Q. I am the grandmother of 4-year-old fraternal twin girls, who are good most of the time, but when they are bad, they are really bad. Although one grandchild is usually sweet and good-natured, the other is prone to daily meltdowns. Something always goes wrong for this little girl, so she always has something to scream about.
I am also afraid that my daughter — a stressed and struggling single parent — is making her behavior worse. Because a timeout doesn’t seem to help this child, my daughter uses the belt.

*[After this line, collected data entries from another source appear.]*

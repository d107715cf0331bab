//! GymBot Bridge
//!
//! Responsibilities:
//! - One-shot CLI that forwards a chat question to the gym service
//! - gRPC client resolving the service at a fixed local registry endpoint
//! - Tagged stdout contract for the backend process that spawns the bridge
//!
//! Layout:
//! - cli: command-line surface
//! - bridge: input acquisition, orchestration, output rendering
//! - client: gRPC channel setup and the single remote operation
//! - error: failure taxonomy

pub mod bridge;
pub mod cli;
pub mod client;
pub mod error;

pub mod generated;



pub use bridge::{Bridge, LOG_PREFIX, RESPONSE_TAG};
pub use cli::run_cli;
pub use client::{ClientConfig, GymClient, QuestionService, ServiceHandle};
pub use error::{BridgeError, FailureKind};
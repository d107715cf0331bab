//! Generated gRPC bindings for the `gymbot` proto package.

tonic::include_proto!("gymbot");
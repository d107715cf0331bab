//! CLI - Command Line Interface
//!
//! The bridge is invoked by the backend as a one-shot subprocess:
//!
//! - `chat-bridge What time is it?`  - question on the command line
//! - `chat-bridge`                   - prompt for the question on stdin
//!
//! The registry endpoint flags exist so tests and deployments can point the
//! bridge elsewhere; their defaults are the fixed production endpoint.

use std::io;
use std::time::Duration;

use clap::Parser;
use tracing::info;

use crate::bridge::Bridge;
use crate::client::ClientConfig;
use crate::error::BridgeError;

/// GymBot chat bridge
#[derive(Parser, Debug)]
#[command(name = "chat-bridge")]
#[command(author, version, about, long_about = None)]
pub(crate) struct Cli {
    /// Question words; joined with single spaces
    #[arg(value_name = "QUERY")]
    pub(crate) query: Vec<String>,

    /// Registry host the service is resolved against
    #[arg(long, default_value = "localhost")]
    pub(crate) registry_host: String,

    /// Registry port
    #[arg(long, default_value_t = 1099)]
    pub(crate) service_port: u16,

    /// Request deadline in seconds; waits indefinitely when omitted
    #[arg(long)]
    pub(crate) deadline: Option<u64>,

    /// Verbose output
    #[arg(short, long)]
    pub(crate) verbose: bool,
}

impl Cli {
    pub(crate) fn client_config(&self) -> ClientConfig {
        ClientConfig {
            registry_host: self.registry_host.clone(),
            service_port: self.service_port,
            request_timeout: self.deadline.map(Duration::from_secs),
            ..ClientConfig::default()
        }
    }
}

/// Parse CLI arguments and run the bridge once.
pub async fn run_cli() -> Result<(), BridgeError> {
    let cli = Cli::parse();

    // Diagnostics go to stderr so the stdout contract stays clean.
    if cli.verbose {
        tracing_subscriber::fmt().with_writer(io::stderr).init();
    }

    let config = cli.client_config();
    info!("Bridging one question to {}", config.endpoint());

    let bridge = Bridge::new(config);
    bridge.run(&cli.query).await
}
use derive_more::Display;
use keyseek_core::{
    config::ConfigError,
    error::{ErrorOrigin as CoreErrorOrigin, PagerError},
};
use serde::{Deserialize, Serialize};
use thiserror::Error as ThisError;

///
/// Error
/// Public error type with a stable kind + origin taxonomy.
///

#[derive(Clone, Debug, Deserialize, Eq, PartialEq, Serialize, ThisError)]
#[error("{message}")]
pub struct Error {
    pub kind: ErrorKind,
    pub origin: ErrorOrigin,
    pub message: String,
}

impl Error {
    pub fn new(kind: ErrorKind, origin: ErrorOrigin, message: impl Into<String>) -> Self {
        Self {
            kind,
            origin,
            message: message.into(),
        }
    }

    /// True when the caller sent something unusable (bad token or order).
    #[must_use]
    pub const fn is_client_error(&self) -> bool {
        matches!(
            self.kind,
            ErrorKind::Pagination(
                PaginationErrorKind::TokenMalformed
                    | PaginationErrorKind::SchemeNotFound
                    | PaginationErrorKind::SchemeInvalid
            )
        )
    }
}

impl From<PagerError> for Error {
    fn from(err: PagerError) -> Self {
        let origin = err.origin().into();
        let kind = match err {
            PagerError::TokenMalformed(_) => {
                ErrorKind::Pagination(PaginationErrorKind::TokenMalformed)
            }
            PagerError::SchemeNotFound(_) => {
                ErrorKind::Pagination(PaginationErrorKind::SchemeNotFound)
            }
            PagerError::SchemeInvalid(_) => {
                ErrorKind::Pagination(PaginationErrorKind::SchemeInvalid)
            }
            PagerError::TokenEncode(_) => ErrorKind::Internal,
        };

        Self::new(kind, origin, err.to_string())
    }
}

impl From<ConfigError> for Error {
    fn from(err: ConfigError) -> Self {
        let kind = match err {
            ConfigError::Io(_) => ConfigErrorKind::Unreadable,
            ConfigError::Parse(_) | ConfigError::Invalid(_) => ConfigErrorKind::Invalid,
        };

        Self::new(ErrorKind::Config(kind), ErrorOrigin::Config, err.to_string())
    }
}

///
/// ErrorKind
/// Public error taxonomy for callers and service interfaces.
///

#[derive(Clone, Debug, Deserialize, Eq, PartialEq, Serialize)]
pub enum ErrorKind {
    Pagination(PaginationErrorKind),
    Config(ConfigErrorKind),

    /// The caller cannot remediate this.
    Internal,
}

///
/// PaginationErrorKind
///

#[derive(Clone, Debug, Deserialize, Eq, PartialEq, Serialize)]
pub enum PaginationErrorKind {
    /// Token failed to decode or does not fit its scheme.
    TokenMalformed,

    /// Referenced scheme (or default) is not registered for the row type.
    SchemeNotFound,

    /// Order expression or registration was rejected.
    SchemeInvalid,
}

///
/// ConfigErrorKind
///

#[derive(Clone, Debug, Deserialize, Eq, PartialEq, Serialize)]
pub enum ConfigErrorKind {
    Unreadable,
    Invalid,
}

///
/// ErrorOrigin
/// Public origin taxonomy.
///

#[derive(Clone, Copy, Debug, Deserialize, Display, Eq, PartialEq, Serialize)]
pub enum ErrorOrigin {
    Config,
    Cursor,
    Scheme,
}

impl From<CoreErrorOrigin> for ErrorOrigin {
    fn from(origin: CoreErrorOrigin) -> Self {
        match origin {
            CoreErrorOrigin::Config => Self::Config,
            CoreErrorOrigin::Cursor => Self::Cursor,
            CoreErrorOrigin::Scheme => Self::Scheme,
        }
    }
}

#[cfg(test)]
mod tests {
    use super::*;

    #[test]
    fn pager_errors_map_to_pagination_kinds() {
        let err = Error::from(PagerError::TokenMalformed("bad base64".to_string()));
        assert_eq!(
            err.kind,
            ErrorKind::Pagination(PaginationErrorKind::TokenMalformed)
        );
        assert_eq!(err.origin, ErrorOrigin::Cursor);
        assert_eq!(err.message, "malformed continuation token: bad base64");
        assert!(err.is_client_error());

        let err = Error::from(PagerError::SchemeNotFound("gone".to_string()));
        assert_eq!(err.origin, ErrorOrigin::Scheme);
        assert!(err.is_client_error());

        let err = Error::from(PagerError::TokenEncode("oom".to_string()));
        assert_eq!(err.kind, ErrorKind::Internal);
        assert!(!err.is_client_error());
    }

    #[test]
    fn config_errors_map_to_config_kinds() {
        let err = Error::from(ConfigError::Invalid("zero".to_string()));

        assert_eq!(err.kind, ErrorKind::Config(ConfigErrorKind::Invalid));
        assert_eq!(err.origin, ErrorOrigin::Config);
        assert_eq!(err.to_string(), "invalid pager config: zero");
    }

    #[test]
    fn origin_displays_variant_name() {
        assert_eq!(ErrorOrigin::Scheme.to_string(), "Scheme");
    }

    #[test]
    fn error_round_trips_through_json() {
        let err = Error::from(PagerError::SchemeInvalid("dup".to_string()));
        let json = serde_json::to_string(&err).expect("serialize error");
        let back: Error = serde_json::from_str(&json).expect("deserialize error");

        assert_eq!(back, err);
    }
}
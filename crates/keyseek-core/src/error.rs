use crate::db::{TokenError, scheme::SchemeError};
use std::fmt;
use thiserror::Error as ThisError;

///
/// PagerError
///
/// Failures surfaced by pager construction and page mapping. Lower layers
/// (`TokenError`, `SchemeError`) fold into these four classes; the message
/// keeps the underlying detail.
///

#[derive(Clone, Debug, Eq, PartialEq, ThisError)]
pub enum PagerError {
    /// The token could not be decoded, or its boundary does not fit the scheme.
    #[error("malformed continuation token: {0}")]
    TokenMalformed(String),

    /// The referenced scheme (or the row type's default) is not registered.
    #[error("sort scheme not found: {0}")]
    SchemeNotFound(String),

    /// A registration or order expression was rejected.
    #[error("invalid sort scheme: {0}")]
    SchemeInvalid(String),

    /// Encoding an outbound token failed.
    #[error("failed to encode continuation token: {0}")]
    TokenEncode(String),
}

impl PagerError {
    pub(crate) fn token_malformed(message: impl Into<String>) -> Self {
        Self::TokenMalformed(message.into())
    }

    #[must_use]
    pub const fn class(&self) -> ErrorClass {
        match self {
            Self::TokenMalformed(_) | Self::SchemeInvalid(_) => ErrorClass::InvalidInput,
            Self::SchemeNotFound(_) => ErrorClass::NotFound,
            Self::TokenEncode(_) => ErrorClass::Internal,
        }
    }

    #[must_use]
    pub const fn origin(&self) -> ErrorOrigin {
        match self {
            Self::TokenMalformed(_) | Self::TokenEncode(_) => ErrorOrigin::Cursor,
            Self::SchemeNotFound(_) | Self::SchemeInvalid(_) => ErrorOrigin::Scheme,
        }
    }
}

impl From<TokenError> for PagerError {
    fn from(err: TokenError) -> Self {
        match err {
            TokenError::Encode(_) => Self::TokenEncode(err.to_string()),
            TokenError::Base64(_) | TokenError::Decode(_) | TokenError::Invalid { .. } => {
                Self::TokenMalformed(err.to_string())
            }
        }
    }
}

impl From<SchemeError> for PagerError {
    fn from(err: SchemeError) -> Self {
        if err.is_not_found() {
            Self::SchemeNotFound(err.to_string())
        } else {
            Self::SchemeInvalid(err.to_string())
        }
    }
}

///
/// ErrorClass
/// Stable classification of pagination failures.
///

#[derive(Clone, Copy, Debug, Eq, Hash, PartialEq)]
pub enum ErrorClass {
    InvalidInput,
    NotFound,
    Internal,
}

impl fmt::Display for ErrorClass {
    fn fmt(&self, f: &mut fmt::Formatter<'_>) -> fmt::Result {
        let label = match self {
            Self::InvalidInput => "invalid_input",
            Self::NotFound => "not_found",
            Self::Internal => "internal",
        };
        write!(f, "{label}")
    }
}

///
/// ErrorOrigin
/// Subsystem that produced an error.
///

#[derive(Clone, Copy, Debug, Eq, Hash, PartialEq)]
pub enum ErrorOrigin {
    Config,
    Cursor,
    Scheme,
}

impl fmt::Display for ErrorOrigin {
    fn fmt(&self, f: &mut fmt::Formatter<'_>) -> fmt::Result {
        let label = match self {
            Self::Config => "config",
            Self::Cursor => "cursor",
            Self::Scheme => "scheme",
        };
        write!(f, "{label}")
    }
}

#[cfg(test)]
mod tests {
    use super::*;
    use crate::db::SchemeId;

    #[test]
    fn token_errors_map_to_malformed_except_encode() {
        let malformed = PagerError::from(TokenError::Base64("bad".to_string()));
        assert!(matches!(malformed, PagerError::TokenMalformed(_)));
        assert_eq!(malformed.class(), ErrorClass::InvalidInput);
        assert_eq!(malformed.origin(), ErrorOrigin::Cursor);

        let encode = PagerError::from(TokenError::Encode("io".to_string()));
        assert!(matches!(encode, PagerError::TokenEncode(_)));
        assert_eq!(encode.class(), ErrorClass::Internal);
    }

    #[test]
    fn scheme_errors_split_by_not_found() {
        let missing = PagerError::from(SchemeError::UnknownId {
            id: SchemeId::from_u32(0xdead_beef),
        });
        assert_eq!(
            missing,
            PagerError::SchemeNotFound("no sort scheme registered with id deadbeef".to_string())
        );
        assert_eq!(missing.class(), ErrorClass::NotFound);

        let invalid = PagerError::from(SchemeError::Invalid {
            reason: "empty".to_string(),
        });
        assert!(matches!(invalid, PagerError::SchemeInvalid(_)));
        assert_eq!(invalid.origin(), ErrorOrigin::Scheme);
    }

    #[test]
    fn class_labels_are_stable() {
        assert_eq!(ErrorClass::InvalidInput.to_string(), "invalid_input");
        assert_eq!(ErrorClass::NotFound.to_string(), "not_found");
        assert_eq!(ErrorOrigin::Cursor.to_string(), "cursor");
    }
}
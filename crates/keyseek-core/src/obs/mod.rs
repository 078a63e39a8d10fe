//! Observability: pagination counters and the sink abstraction feeding them.

pub(crate) mod metrics;
pub(crate) mod sink;

// re-exports
pub use metrics::{MetricsReport, PaginationCounters, RowTypeCounters};
pub use sink::{
    MetricsEvent, MetricsSink, PagerSource, metrics_report, metrics_reset_all, with_metrics_sink,
};
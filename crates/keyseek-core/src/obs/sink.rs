//! Metrics sink boundary.
//!
//! Pager code never touches `obs::metrics` directly: every counter update
//! flows through a `MetricsEvent` handed to the active `MetricsSink`.

use crate::obs::metrics::{self, MetricsReport, bump};
use std::{cell::RefCell, rc::Rc};

thread_local! {
    static SINK_OVERRIDE: RefCell<Option<Rc<dyn MetricsSink>>> = RefCell::new(None);
}

///
/// PagerSource
/// How a pager chose its scheme and boundary.
///

#[derive(Clone, Copy, Debug, Eq, PartialEq)]
pub enum PagerSource {
    Default,
    Order,
    SchemeId,
    Token,
}

///
/// MetricsEvent
///

#[derive(Clone, Copy, Debug)]
pub enum MetricsEvent {
    PagerCreated {
        source: PagerSource,
        row_type: &'static str,
    },
    PageMapped {
        row_type: &'static str,
        rows: u64,
        tokens_issued: u64,
        reflected: bool,
    },
    TokenRejected {
        row_type: &'static str,
    },
}

///
/// MetricsSink
///

pub trait MetricsSink {
    fn record(&self, event: MetricsEvent);
}

/// GlobalMetricsSink
/// Default sink writing into the thread-local counters.
/// Used whenever no scoped override is installed.

pub(crate) struct GlobalMetricsSink;

impl MetricsSink for GlobalMetricsSink {
    fn record(&self, event: MetricsEvent) {
        match event {
            MetricsEvent::PagerCreated { source, row_type } => {
                metrics::with_state_mut(|m| {
                    let c = &mut m.counters;
                    match source {
                        PagerSource::Default => bump(&mut c.pagers_default, 1),
                        PagerSource::Order => bump(&mut c.pagers_order, 1),
                        PagerSource::SchemeId => bump(&mut c.pagers_scheme_id, 1),
                        PagerSource::Token => bump(&mut c.pagers_token, 1),
                    }

                    bump(&mut m.row_type(row_type).pagers_created, 1);
                });
            }

            MetricsEvent::PageMapped {
                row_type,
                rows,
                tokens_issued,
                reflected,
            } => {
                metrics::with_state_mut(|m| {
                    let c = &mut m.counters;
                    bump(&mut c.pages_mapped, 1);
                    bump(&mut c.rows_returned, rows);
                    bump(&mut c.tokens_issued, tokens_issued);
                    if reflected {
                        bump(&mut c.reflections, 1);
                    }

                    let entry = m.row_type(row_type);
                    bump(&mut entry.pages_mapped, 1);
                    bump(&mut entry.rows_returned, rows);
                });
            }

            MetricsEvent::TokenRejected { row_type } => {
                metrics::with_state_mut(|m| {
                    bump(&mut m.counters.tokens_rejected, 1);
                    bump(&mut m.row_type(row_type).tokens_rejected, 1);
                });
            }
        }
    }
}

pub(crate) const GLOBAL_METRICS_SINK: GlobalMetricsSink = GlobalMetricsSink;

pub(crate) fn record(event: MetricsEvent) {
    let sink = SINK_OVERRIDE.with(|cell| cell.borrow().clone());

    match sink {
        Some(sink) => sink.record(event),
        None => GLOBAL_METRICS_SINK.record(event),
    }
}

/// Snapshot the current thread's pagination counters.
#[must_use]
pub fn metrics_report() -> MetricsReport {
    metrics::report()
}

/// Reset all pagination counters on the current thread.
pub fn metrics_reset_all() {
    metrics::reset_all();
}

/// Run a closure with `sink` receiving every event recorded on this thread.
///
/// Overrides nest; the previous sink is restored on exit, including unwind.
pub fn with_metrics_sink<T>(sink: Rc<dyn MetricsSink>, f: impl FnOnce() -> T) -> T {
    struct Guard(Option<Rc<dyn MetricsSink>>);

    impl Drop for Guard {
        fn drop(&mut self) {
            let prev = self.0.take();
            SINK_OVERRIDE.with(|cell| {
                *cell.borrow_mut() = prev;
            });
        }
    }

    let prev = SINK_OVERRIDE.with(|cell| cell.borrow_mut().replace(sink));
    let _guard = Guard(prev);

    f()
}
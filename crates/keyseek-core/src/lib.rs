//! Core runtime for keyseek: continuation tokens, the sort scheme registry,
//! seek predicate compilation, and the pager that ties them together.
#![warn(unreachable_pub)]

// public exports are one module level down
pub mod config;
pub mod db;
pub mod error;
pub mod obs;
pub mod serialize;
pub mod traits;
pub mod value;

///
/// CONSTANTS
///

/// Maximum number of columns in a sort scheme.
///
/// Token direction flags are packed into a single byte, one bit per column.
pub const MAX_SORT_COLUMNS: usize = 8;

///
/// Prelude
///
/// Prelude contains only domain vocabulary.
/// No errors, executors or serializers are re-exported here.
///

pub mod prelude {
    pub use crate::{
        db::{
            Direction, Page, PageRequest, Pager, PagerOptions, PagingRequest, SchemeId,
            SchemeRegistry,
        },
        traits::SortKey,
        value::{Value, ValueKind},
    };
}
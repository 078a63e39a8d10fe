use crate::{
    db::direction::Direction,
    traits::SortKey,
    value::{Value, canonical_cmp},
};
use std::cmp::Ordering;

///
/// OrderSpec
///
/// ORDER BY terms of a seek plan, in precedence order. Directions here are
/// physical: already flipped when the scan walks backward.
///

#[derive(Clone, Debug, Default, Eq, PartialEq)]
pub struct OrderSpec {
    pub fields: Vec<(String, Direction)>,
}

impl OrderSpec {
    #[must_use]
    pub const fn new(fields: Vec<(String, Direction)>) -> Self {
        Self { fields }
    }

    #[must_use]
    pub fn len(&self) -> usize {
        self.fields.len()
    }

    #[must_use]
    pub fn is_empty(&self) -> bool {
        self.fields.is_empty()
    }

    /// Compare two rows under this ordering using the canonical value order.
    #[must_use]
    pub fn compare<R: SortKey>(&self, left: &R, right: &R) -> Ordering {
        for (field, direction) in &self.fields {
            let a = left.field_value(field).unwrap_or(Value::Null);
            let b = right.field_value(field).unwrap_or(Value::Null);

            let ordering = direction.apply(canonical_cmp(&a, &b));
            if ordering != Ordering::Equal {
                return ordering;
            }
        }

        Ordering::Equal
    }
}
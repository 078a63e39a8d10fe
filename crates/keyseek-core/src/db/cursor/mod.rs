//! Continuation token codec.
//!
//! Owns the opaque wire format of continuation cursors. Scheme resolution and
//! boundary validation against a registered ordering live in `db::pager`.

mod error;
mod token;
mod wire;


pub use error::TokenError;
pub use token::Continuation;
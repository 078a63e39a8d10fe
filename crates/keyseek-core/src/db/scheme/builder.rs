use crate::{
    db::{
        direction::Direction,
        scheme::{
            SchemeError, SchemeId, SchemeRegistry, SortColumn, normalize_column, parse_order,
        },
    },
    traits::SortKey,
    value::ValueKind,
};

///
/// SchemeBuilder
///
/// Fluent registration helper:
///
/// ```ignore
/// SchemeBuilder::new::<User>()
///     .order("created_at DESC")
///     .column("id")
///     .mark_default()
///     .register(&registry)?;
/// ```
///
/// Columns added with `column` take a direction from the matching `direction`
/// call (by position) and default to ascending when none was given.
///

#[derive(Clone, Debug)]
pub struct SchemeBuilder {
    row_type: &'static str,
    kind_of: fn(&str) -> Option<ValueKind>,
    columns: Vec<String>,
    directions: Vec<Direction>,
    is_default: bool,
    error: Option<SchemeError>,
}

impl SchemeBuilder {
    #[must_use]
    pub fn new<R: SortKey>() -> Self {
        Self {
            row_type: R::TYPE_TAG,
            kind_of: R::column_kind,
            columns: Vec::new(),
            directions: Vec::new(),
            is_default: false,
            error: None,
        }
    }

    #[must_use]
    pub fn column(mut self, column: &str) -> Self {
        self.columns.push(normalize_column(column));
        self
    }

    #[must_use]
    pub fn columns<S: AsRef<str>>(mut self, columns: &[S]) -> Self {
        self.columns
            .extend(columns.iter().map(|c| normalize_column(c.as_ref())));
        self
    }

    #[must_use]
    pub fn direction(mut self, direction: Direction) -> Self {
        self.directions.push(direction);
        self
    }

    /// Append the columns and directions of an order expression.
    ///
    /// Parse errors are held until [`SchemeBuilder::register`].
    #[must_use]
    pub fn order(mut self, expr: &str) -> Self {
        match parse_order(expr) {
            Ok(terms) => {
                // keep earlier bare columns aligned with their implicit ASC
                self.pad_directions();
                for (column, direction) in terms {
                    self.columns.push(column);
                    self.directions.push(direction);
                }
            }
            Err(err) => {
                self.error.get_or_insert(err);
            }
        }
        self
    }

    #[must_use]
    pub const fn mark_default(mut self) -> Self {
        self.is_default = true;
        self
    }

    pub fn register(mut self, registry: &SchemeRegistry) -> Result<SchemeId, SchemeError> {
        if let Some(err) = self.error.take() {
            return Err(err);
        }
        if self.directions.len() > self.columns.len() {
            return Err(SchemeError::invalid(format!(
                "sort scheme has {} columns but {} directions",
                self.columns.len(),
                self.directions.len()
            )));
        }
        self.pad_directions();

        let kind_of = self.kind_of;
        let columns = self
            .columns
            .into_iter()
            .map(|name| {
                let kind = kind_of(&name);
                SortColumn::new(name, kind)
            })
            .collect();

        registry.register_columns(self.row_type, columns, self.directions, self.is_default)
    }

    fn pad_directions(&mut self) {
        if self.directions.len() < self.columns.len() {
            self.directions.resize(self.columns.len(), Direction::Asc);
        }
    }
}
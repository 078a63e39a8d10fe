use derive_more::Display;
use serde::{Deserialize, Serialize};

///
/// SchemeId
///
/// Content address of a sort scheme: CRC-32 (IEEE) over
/// `"<row_type>:<col0>,<col1>,..."` with normalized column names.
///

#[derive(
    Clone, Copy, Debug, Deserialize, Display, Eq, Hash, Ord, PartialEq, PartialOrd, Serialize,
)]
#[display("{_0:08x}")]
pub struct SchemeId(u32);

impl SchemeId {
    #[must_use]
    pub const fn from_u32(raw: u32) -> Self {
        Self(raw)
    }

    #[must_use]
    pub const fn get(self) -> u32 {
        self.0
    }

    /// Derive the id for a row type and an already-normalized column list.
    #[must_use]
    pub fn derive<S: AsRef<str>>(row_type: &str, columns: &[S]) -> Self {
        let mut hasher = crc32fast::Hasher::new();
        hasher.update(row_type.as_bytes());
        hasher.update(b":");
        for (i, column) in columns.iter().enumerate() {
            if i > 0 {
                hasher.update(b",");
            }
            hasher.update(column.as_ref().as_bytes());
        }

        Self(hasher.finalize())
    }
}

She just gives her one or two whacks on her legs, but I tell her that her child would act better if she talked to her when she was being pouty and mean to her sister, and if she ignored her meltdowns whenever she could.
I also try to reassure my daughter by telling her that her child is pushing the limits, but that her behavior is normal and that she doesn’t need an exorcist. But am I correct?
A. This child doesn’t need an exorcist, and she also doesn’t need those whacks on her legs.
Your daughter might not know it, but she is taking unfair advantage of her child when she uses that belt, because she is much bigger than her daughter; because she might be hitting her harder than she thinks and because a 4-year-old is too young, too small and too scared to fight back. That might not be the case in 10 years. By then your granddaughter will be as big as her mom, and if she’s mad enough, she might give back some of the physical and emotional pain that her mother once gave to her.
There are better ways to discipline a child.
Ask your daughter to praise her child’s good behavior much more than she corrects her mistakes. She should talk with her daughter about her feelings when the child is happy and not in a funk, and have these conversations when they’re in a car or on a walk or in the dark. Even adults are more confiding when they’re not looking each other in the eye.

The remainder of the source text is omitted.